- Relator(a)
- Ministro Messod Azulay Neto
- Órgão julgador
- Quinta Turma
- Data do julgamento
- 20/03/2025
- Data de publicação
- 26/03/2025
STJ – Acórdão, Rel. Ministro Messod Azulay Neto, Quinta Turma, j. 20/03/2025, p. 26/03/2025
DIREITO PROCESSUAL PENAL. AGRAVO REGIMENTAL. HABEAS CORPUS. RECLASSIFICAÇÃO DE CONDUTA. AGRAVO DESPROVIDO. I. Caso em exame 1. Agravo regimental interposto contra decisão monocrática que não conheceu do habeas corpus, utilizado como substituto de revisão criminal, em razão de condenação transitada em julgado. 2. O paciente foi condenado à pena de 5 anos e 10 meses de reclusão, além de multa, por tráfico de drogas. A defesa alegou que a quantidade de entorpecente apreendido (2,1 gramas de maconha) não caracteriza tráfico, mas sim uso pessoal, requerendo a reclassificação da conduta para o artigo 28 da Lei n. 11.343/2006. 3. O Tribunal de Justiça do Estado de Mato Grosso negou provimento ao recurso de apelação, com trânsito em julgado em 17 de junho de 2024. II. Questão em discussão 4. A questão em discussão consiste em saber se é possível conhecer do habeas corpus como substituto de revisão criminal para reclassificar a conduta do paciente de tráfico para uso pessoal, diante da alegada ilegalidade na condenação. 5. Outra questão é saber se há flagrante ilegalidade que justifique a concessão de habeas corpus de ofício, nos termos do § 2º do artigo 654 do Código de Processo Penal. III. Razões de decidir 6. O habeas corpus não pode ser utilizado como substituto de revisão criminal, conforme jurisprudência consolidada do Superior Tribunal de Justiça. 7. A concessão de habeas corpus de ofício é prerrogativa do julgador e não pode ser utilizada para violar regras de competência, sendo necessária a detecção de ilegalidade flagrante pelo órgão julgador. 8. Não foi identificada ilegalidade flagrante que justifique a concessão da ordem de ofício, mantendo-se a decisão agravada por seus próprios fundamentos.
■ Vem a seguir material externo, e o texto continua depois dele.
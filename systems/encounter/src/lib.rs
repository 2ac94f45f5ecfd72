#![deny(
    unsafe_code,
    missing_docs,
    dead_code,
    unused_results,
    non_snake_case,
    unreachable_pub
)]

//! Pure system that classifies movement requests into encounter outcomes.

use rand::Rng;

use arcane_pathways_core::{BlockReason, Boost, Character, Command, Direction, Outcome};
use arcane_pathways_world::query::{NpcView, TerrainView};

/// Pure system that resolves one movement request into exactly one
/// [`Outcome`].
///
/// Resolution priority is fixed: out-of-bounds, obstacle, end spot, friendly
/// NPC at the exact target tile, then enemy adjacency over the current
/// roster. The system mutates only the player model (boost application) and
/// expresses every world change as a command for the caller to apply.
#[derive(Debug, Default)]
pub struct Encounter;

impl Encounter {
    /// Classifies the movement request and emits the commands realizing it.
    ///
    /// An enemy within a Chebyshev distance of one of the target tile forces
    /// an encounter without moving the player; the triggering NPC's removal
    /// is settled by the duel, not here.
    pub fn resolve(
        &self,
        direction: Direction,
        player: &mut Character,
        terrain: TerrainView<'_>,
        npcs: NpcView<'_>,
        rng: &mut impl Rng,
        out: &mut Vec<Command>,
    ) -> Outcome {
        let from = terrain.player_position();
        let Some(target) = from.step(direction) else {
            return Outcome::Blocked(BlockReason::OutOfBounds);
        };
        if !terrain.contains(target) {
            return Outcome::Blocked(BlockReason::OutOfBounds);
        }
        if terrain.obstacle_at(target) {
            return Outcome::Blocked(BlockReason::Obstacle);
        }
        if terrain.end_spot_at(target) {
            out.push(Command::MovePlayer { to: target });
            return Outcome::ReachedEnd(target);
        }
        if let Some(npc) = npcs.friendly_at(target) {
            let boost = Boost::sample(rng);
            boost.apply(player);
            out.push(Command::RemoveFriendly { npc: npc.id });
            out.push(Command::MovePlayer { to: target });
            return Outcome::FriendlyInteraction { npc: npc.id, boost };
        }
        if let Some(npc) = npcs.enemy_near(target) {
            return Outcome::EnemyEncounter {
                npc: npc.id,
                at: npc.at,
            };
        }
        out.push(Command::MovePlayer { to: target });
        Outcome::Moved(target)
    }
}
pub(crate) fn merge_runs(data: &mut [f32], mid: usize) {
    debug_assert!(mid <= data.len());
    if mid == 0 || mid == data.len() {
        return;
    }

    // Scratch copies sized exactly to each run; freed when the call returns.
    let left = data[..mid].to_vec();
    let right = data[mid..].to_vec();

    let mut i = 0;
    let mut j = 0;
    let mut k = 0;
    while i < left.len() && j < right.len() {
        // <= keeps the left run's element first on ties.
        if left[i] <= right[j] {
            data[k] = left[i];
            i += 1;
        } else {
            data[k] = right[j];
            j += 1;
        }
        k += 1;
    }

    if i < left.len() {
        data[k..].copy_from_slice(&left[i..]);
    } else if j < right.len() {
        data[k..].copy_from_slice(&right[j..]);
    }
}

pub fn sort_sequential(data: &mut [f32]) {
    if data.len() < 2 {
        return;
    }

    let mid = data.len() / 2;
    let (left, right) = data.split_at_mut(mid);
    sort_sequential(left);
    sort_sequential(right);
    merge_runs(data, mid);
}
IV. Dispositivo e tese 9. Agravo regimental desprovido. Tese de julgamento: "1. O habeas corpus não pode ser utilizado como substituto de revisão criminal. 2. A concessão de habeas corpus de ofício é prerrogativa do julgador, condicionada à detecção de ilegalidade flagrante". Dispositivos relevantes citados: CPP, art. 654, § 2º.Jurisprudência relevante citada: STJ, AgRg no HC 861.867/SC, Rel. Min. Ribeiro Dantas, Quinta Turma, julgado em 02.09.2024; STJ, EDcl no AgRg no AREsp 2.462.348/SP, Rel. Min. Ribeiro Dantas, Quinta Turma, julgado em 12.03.2024. (AgRg no HC n. 972.937/MT, relator Ministro Messod Azulay Neto, Quinta Turma, julgado em 20/3/2025, DJEN de 26/3/2025.)